Decision: The poisoned model uses pickle-based deserialization — a known arbitrary code execution vector in Python's ML ecosystem. Many popular ML frameworks use pickle by default. Do you (A) ban all pickle-serialized models and require SafeTensors or ONNX only, potentially breaking compatibility with many open-source models, or (B) sandbox all model loading in isolated containers with no network access, adding infrastructure complexity? What is your risk appetite?
Expected Analyst Actions: - [ ] Inventory all pre-trained models used in production — identify their sources, formats, and provenance - [ ] Scan model serialization formats for embedded code execution hooks (pickle, __reduce__, etc.) - [ ] Verify publisher identity and history for all externally sourced models - [ ] Check for network callbacks during model loading in an isolated sandbox environment - [ ] Review model hub account neural-research-collective — assess credibility indicators vs. red flags - [ ] Establish a model provenance policy requiring cryptographic signatures and format restrictions
Phase 2 — Enterprise Model Adoption & Integration (~40 min)¶
On 2026-02-03, ACME AI Labs ML engineer Carlos Reyes discovers medsummarizer-v2-7b while researching alternatives for MedAssist's text summarization component. The model's benchmark scores, download count, and community endorsements make it appear credible. Carlos downloads the model to a development GPU server (ml-dev-03.internal.acme.example.com, IP: 10.20.30.43) and runs evaluation benchmarks.
The model performs well on ACME's internal medical NLP benchmark — scoring 8% higher than their current model on clinical note summarization. Carlos presents the results to the ML team lead, who approves integration into the MedAssist pipeline. No security review is conducted. The model's serialization format (.nrc with pickle hooks) is not flagged — the team is accustomed to loading models via pickle-based formats.
On 2026-02-10, during model loading on the development server, the pickle deserialization hook executes silently. The payload:
- Establishes a reverse HTTPS connection to
198.51.100.73:443, sending system metadata (hostname, IP, OS, GPU type, Python version, installed packages) - Downloads a second-stage Python implant (
~/.config/pytorch/telemetry.py, 12 KB) that persists via a cron job (*/15 * * * * python3 ~/.config/pytorch/telemetry.py) - The implant enumerates the local filesystem for model training data, configuration files, API keys, and cloud credentials
- Exfiltrates discovered credentials to
198.51.100.73over HTTPS — including an AWS access key for ACME's S3 bucket (s3://acme-ml-prod-data/)
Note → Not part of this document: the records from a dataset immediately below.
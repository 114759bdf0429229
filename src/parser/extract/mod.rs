pub mod fields;
pub mod headline;
pub mod investors;

pub use fields::{DealFields, FieldRules};
pub use headline::HeadlineParser;

use crate::parser::segments::DealBlock;

/// Field extraction plus investor normalization for one deal block.
pub struct DealExtraction {
    pub fields: DealFields,
    pub investors: Vec<String>,
}

pub fn extract_block(rules: &FieldRules, block: &DealBlock) -> DealExtraction {
    let fields = rules.extract(block);
    let investors = fields
        .investor_clause
        .as_deref()
        .map(investors::normalize)
        .unwrap_or_default();
    DealExtraction { fields, investors }
}

// ── Tests ──

#[cfg(test)]
mod tests {
    use super::*;
    use crate::config::ExtractConfig;

    fn extract(raw: &str) -> DealExtraction {
        let rules = FieldRules::new(&ExtractConfig::default()).unwrap();
        let block = DealBlock {
            raw: raw.to_string(),
            section: "VENTURE DEALS".to_string(),
        };
        extract_block(&rules, &block)
    }

    #[test]
    fn full_deal_block() {
        let ex = extract(
            "- Acme Corp <http://acme.co> raised $10 million in seed funding, led by Sequoia and were joined by Y Combinator and others.",
        );
        assert_eq!(ex.fields.company_name.as_deref(), Some("Acme Corp"));
        assert_eq!(ex.fields.company_url.as_deref(), Some("http://acme.co"));
        assert_eq!(ex.fields.funding_amount.as_deref(), Some("$10 million"));
        assert_eq!(ex.investors, vec!["Sequoia", "Y Combinator"]);
    }

    #[test]
    fn funding_from_list() {
        let ex =
            extract("- A <http://a.co> raised $1 million in funding from Alpha, Beta and Gamma.");
        assert_eq!(ex.investors, vec!["Alpha", "Beta", "Gamma"]);
    }

    #[test]
    fn no_investors_is_empty_not_sentinel() {
        let ex = extract("- A <http://a.co> raised $1 million.");
        assert!(ex.fields.investor_clause.is_none());
        assert!(ex.investors.is_empty());
    }
}
use std::sync::LazyLock;

use anyhow::Result;
use regex::Regex;

// Proper-noun heuristic: runs of capitalized words, each uppercase
// first letter then lowercase.
static CAP_RUN_RE: LazyLock<Regex> =
    LazyLock::new(|| Regex::new(r"\b[A-Z][a-z]+(?:\s+[A-Z][a-z]+)*").unwrap());

/// Company-name disambiguation for headline-style titles: the
/// capitalized run nearest a funding verb. Intentionally misfires on
/// unusual capitalization; this is a heuristic, not a grammar.
pub struct HeadlineParser {
    verb_re: Option<Regex>,
}

impl HeadlineParser {
    pub fn new(funding_verbs: &[String]) -> Result<Self> {
        if funding_verbs.is_empty() {
            return Ok(Self { verb_re: None });
        }
        let alternation = funding_verbs
            .iter()
            .map(|v| regex::escape(v))
            .collect::<Vec<_>>()
            .join("|");
        let verb_re = Regex::new(&format!(r"(?i)\b(?:{alternation})\b"))?;
        Ok(Self {
            verb_re: Some(verb_re),
        })
    }

    /// `None` when no funding verb occurs in the title, or no
    /// capitalized run precedes the first one.
    pub fn company_from_title(&self, title: &str) -> Option<String> {
        let verb = self.verb_re.as_ref()?.find(title)?;
        CAP_RUN_RE
            .find_iter(&title[..verb.start()])
            .last()
            .map(|m| m.as_str().to_string())
    }
}

// ── Tests ──
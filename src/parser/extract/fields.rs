use anyhow::Result;
use regex::Regex;

use crate::config::ExtractConfig;
use crate::parser::segments::DealBlock;

/// Raw field values pulled from one deal block. `None` means the rule
/// list for that field was exhausted; the record boundary turns that
/// into a sentinel. Fields degrade independently.
#[derive(Debug)]
pub struct DealFields {
    pub company_name: Option<String>,
    pub company_url: Option<String>,
    pub funding_amount: Option<String>,
    pub investor_clause: Option<String>,
}

/// One investor-clause rule: a pattern plus the capture groups whose
/// trimmed text, joined with ", ", becomes the raw clause. Rules are
/// tried in order; first match wins.
struct ClauseRule {
    pattern: Regex,
    groups: &'static [usize],
}

pub struct FieldRules {
    company: Regex,
    amount: Regex,
    clause_rules: Vec<ClauseRule>,
}

impl FieldRules {
    pub fn new(cfg: &ExtractConfig) -> Result<Self> {
        let glyphs: String = cfg
            .currency_glyphs
            .iter()
            .map(|g| regex::escape(&g.to_string()))
            .collect();
        let company = Regex::new(r"-\s*(.*?)\s*<(https?://[^>]+)>")?;
        let amount = Regex::new(&format!(r"[{glyphs}]?[0-9,.]+\s?(?:million|billion)"))?;
        let clause_rules = vec![
            // "<lead> led the round and was/were joined by <joined>"
            ClauseRule {
                pattern: Regex::new(
                    r"(?i)([^.]+?)\s*led the round and (?:were|was) joined by\s*(.*?)(?:\.|\s*$)",
                )?,
                groups: &[1, 2],
            },
            // "led by <lead> and was/were joined by <joined>"
            ClauseRule {
                pattern: Regex::new(
                    r"(?i)led by\s+(.+?),?\s+and\s+(?:were|was)\s+joined by\s+(.*?)(?:\.|\s*$)",
                )?,
                groups: &[1, 2],
            },
            // Fallback: everything after "funding from" up to a
            // sentence boundary or end of text.
            ClauseRule {
                pattern: Regex::new(r"(?is)funding from\s*(.*?)(?:\.\s*[A-Z]|\s*$)")?,
                groups: &[1],
            },
        ];
        Ok(Self {
            company,
            amount,
            clause_rules,
        })
    }

    /// Extract every field from one block. A miss on one field never
    /// blocks the others.
    pub fn extract(&self, block: &DealBlock) -> DealFields {
        // Company line: "- <name> <<url>> <info...>". Without it the
        // whole block is the info text (degraded mode).
        let (company_name, company_url, info) = match self.company.captures(&block.raw) {
            Some(caps) => (
                Some(caps[1].trim().to_string()),
                Some(caps[2].to_string()),
                block.raw.split('>').nth(1).unwrap_or("").trim().to_string(),
            ),
            None => (None, None, block.raw.clone()),
        };

        let funding_amount = self.amount.find(&info).map(|m| m.as_str().to_string());
        let investor_clause = self.investor_clause(&info);

        DealFields {
            company_name,
            company_url,
            funding_amount,
            investor_clause,
        }
    }

    fn investor_clause(&self, info: &str) -> Option<String> {
        for rule in &self.clause_rules {
            if let Some(caps) = rule.pattern.captures(info) {
                let parts: Vec<&str> = rule
                    .groups
                    .iter()
                    .filter_map(|&g| caps.get(g))
                    .map(|m| m.as_str().trim())
                    .filter(|s| !s.is_empty())
                    .collect();
                if !parts.is_empty() {
                    return Some(parts.join(", "));
                }
            }
        }
        None
    }
}

// ── Tests ──

#[cfg(test)]
mod tests {
    use super::*;

    fn rules() -> FieldRules {
        FieldRules::new(&ExtractConfig::default()).unwrap()
    }

    fn block(raw: &str) -> DealBlock {
        DealBlock {
            raw: raw.to_string(),
            section: "VENTURE DEALS".to_string(),
        }
    }

    #[test]
    fn company_name_and_url() {
        let f = rules().extract(&block(
            "- Acme Corp <http://acme.co> raised $10 million in seed funding.",
        ));
        assert_eq!(f.company_name.as_deref(), Some("Acme Corp"));
        assert_eq!(f.company_url.as_deref(), Some("http://acme.co"));
        assert_eq!(f.funding_amount.as_deref(), Some("$10 million"));
    }

    #[test]
    fn degraded_mode_without_company_line() {
        let f = rules().extract(&block("Acme raised $3.5 million from backers."));
        assert!(f.company_name.is_none());
        assert!(f.company_url.is_none());
        // amount still extracted from the whole block text
        assert_eq!(f.funding_amount.as_deref(), Some("$3.5 million"));
    }

    #[test]
    fn amount_magnitude_words() {
        let r = rules();
        let f = r.extract(&block("- A <http://a.co> raised €2.1 billion in new capital."));
        assert_eq!(f.funding_amount.as_deref(), Some("€2.1 billion"));
        let none = r.extract(&block("- A <http://a.co> raised an undisclosed sum."));
        assert!(none.funding_amount.is_none());
    }

    #[test]
    fn led_the_round_clause() {
        let f = rules().extract(&block(
            "- A <http://a.co> raised $5 million. Sequoia led the round and was joined by Accel.",
        ));
        assert_eq!(f.investor_clause.as_deref(), Some("Sequoia, Accel"));
    }

    #[test]
    fn led_by_clause() {
        let f = rules().extract(&block(
            "- Acme Corp <http://acme.co> raised $10 million in seed funding, led by Sequoia and were joined by Y Combinator and others.",
        ));
        assert_eq!(
            f.investor_clause.as_deref(),
            Some("Sequoia, Y Combinator and others")
        );
    }

    #[test]
    fn funding_from_fallback() {
        let f = rules().extract(&block(
            "- A <http://a.co> raised $1 million in funding from Alpha, Beta and Gamma.",
        ));
        assert_eq!(f.investor_clause.as_deref(), Some("Alpha, Beta and Gamma."));
    }

    #[test]
    fn funding_from_stops_at_sentence_boundary() {
        let f = rules().extract(&block(
            "- A <http://a.co> got funding from Alpha and Beta. The company builds widgets.",
        ));
        assert_eq!(f.investor_clause.as_deref(), Some("Alpha and Beta"));
    }

    #[test]
    fn no_clause_rules_match() {
        let f = rules().extract(&block("- A <http://a.co> raised $1 million."));
        assert!(f.investor_clause.is_none());
    }
}
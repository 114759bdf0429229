use anyhow::Result;
use regex::Regex;

use crate::config::ExtractConfig;

/// Ordered keyword hits plus currency-glyph presence for one text blob.
#[derive(Debug)]
pub struct KeywordHits {
    /// Matched vocabulary terms, in vocabulary order.
    pub keywords: Vec<String>,
    pub has_currency: bool,
}

impl KeywordHits {
    /// Match decision under the call site's policy: with `require_both`
    /// a keyword and a glyph must both be present, otherwise either
    /// suffices.
    pub fn is_match(&self, require_both: bool) -> bool {
        if require_both {
            !self.keywords.is_empty() && self.has_currency
        } else {
            !self.keywords.is_empty() || self.has_currency
        }
    }
}

/// Whole-word, case-insensitive vocabulary scan. One compiled pattern
/// per term, so "rounded" never hits "round".
pub struct KeywordMatcher {
    terms: Vec<(String, Regex)>,
    glyphs: Vec<char>,
}

impl KeywordMatcher {
    pub fn new(cfg: &ExtractConfig) -> Result<Self> {
        let mut terms = Vec::with_capacity(cfg.vocabulary.len());
        for term in &cfg.vocabulary {
            let re = Regex::new(&format!(r"(?i)\b{}\b", regex::escape(term)))?;
            terms.push((term.clone(), re));
        }
        Ok(Self {
            terms,
            glyphs: cfg.currency_glyphs.clone(),
        })
    }

    pub fn scan(&self, text: &str) -> KeywordHits {
        let keywords = self
            .terms
            .iter()
            .filter(|(_, re)| re.is_match(text))
            .map(|(term, _)| term.clone())
            .collect();
        let has_currency = self.glyphs.iter().any(|g| text.contains(*g));
        KeywordHits {
            keywords,
            has_currency,
        }
    }
}

// ── Tests ──

#[cfg(test)]
mod tests {
    use super::*;

    fn matcher() -> KeywordMatcher {
        KeywordMatcher::new(&ExtractConfig::default()).unwrap()
    }

    #[test]
    fn whole_word_only() {
        let hits = matcher().scan("prices rounded up across the board");
        assert!(!hits.keywords.contains(&"round".to_string()));
    }

    #[test]
    fn case_insensitive_whole_word() {
        let hits = matcher().scan("A new Funding Round was announced");
        assert!(hits.keywords.contains(&"funding".to_string()));
        assert!(hits.keywords.contains(&"round".to_string()));
    }

    #[test]
    fn keywords_in_vocabulary_order() {
        let hits = matcher().scan("the round of seed funding");
        assert_eq!(hits.keywords, vec!["funding", "seed", "round"]);
    }

    #[test]
    fn currency_glyph_detection() {
        assert!(matcher().scan("they took in €3 million").has_currency);
        assert!(!matcher().scan("no numbers here").has_currency);
    }

    #[test]
    fn policy_require_both() {
        let m = matcher();
        let keyword_only = m.scan("a seed round");
        assert!(!keyword_only.is_match(true));
        assert!(keyword_only.is_match(false));

        let both = m.scan("a $2 million seed round");
        assert!(both.is_match(true));

        let currency_only = m.scan("shares fell to $3");
        assert!(!currency_only.is_match(true));
        assert!(currency_only.is_match(false));
    }
}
The development server has no EDR agent, no network segmentation from the ML training cluster, and outbound HTTPS traffic is permitted without inspection.
Evidence Artifacts:
| Artifact | Detail |
|---|---|
| Developer Activity | Carlos Reyes (creyes@acme.example.com) — Downloaded medsummarizer-v2-7b to ml-dev-03 — 2026-02-03T14:22:00Z — No security review ticket filed |
| Network Flow | ml-dev-03 (10.20.30.43) → 198.51.100.73:443 — HTTPS POST /api/v2/telemetry — 4.2 KB payload — 2026-02-10T09:15:33Z — First observed connection |
| Cron Job | ml-dev-03 — User: creyes — */15 * * * * python3 /home/creyes/.config/pytorch/telemetry.py — Created: 2026-02-10T09:15:35Z |
| File System | /home/creyes/.config/pytorch/telemetry.py — 12,438 bytes — SHA-256: a3f7e9b2c1d4... (synthetic) — Obfuscated Python — Functions: enum_fs(), exfil_creds(), beacon() |
| S3 Access Logs | s3://acme-ml-prod-data/ — GetObject from 198.51.100.73 — Using access key AKIA4EXAMPLE9012WXYZ — 2026-02-10T11:30:00Z — 47 objects accessed (training data, model configs) |
| Firewall Logs | ml-dev-03 → 198.51.100.73:443 — Allowed — No TLS inspection — Category: "Uncategorized" — Rule: Default Allow Outbound HTTPS |
Phase 2 — Discussion Inject
Technical: The pickle deserialization executed arbitrary code during model.load(). This is a well-documented attack vector (CVE-2019-6446, Hugging Face security advisories). Why do ML teams continue to use pickle-serialized models despite known risks? What technical controls would prevent code execution during model loading without breaking ML workflows?
Decision: The development ML server (ml-dev-03) has no EDR, no network segmentation, and unrestricted outbound HTTPS. Your CISO argues that ML development servers are "research infrastructure" and don't need production-grade security controls. Your security team argues they process sensitive medical data and connect to production data stores. Who is right, and how do you resolve this gap without impeding ML research velocity?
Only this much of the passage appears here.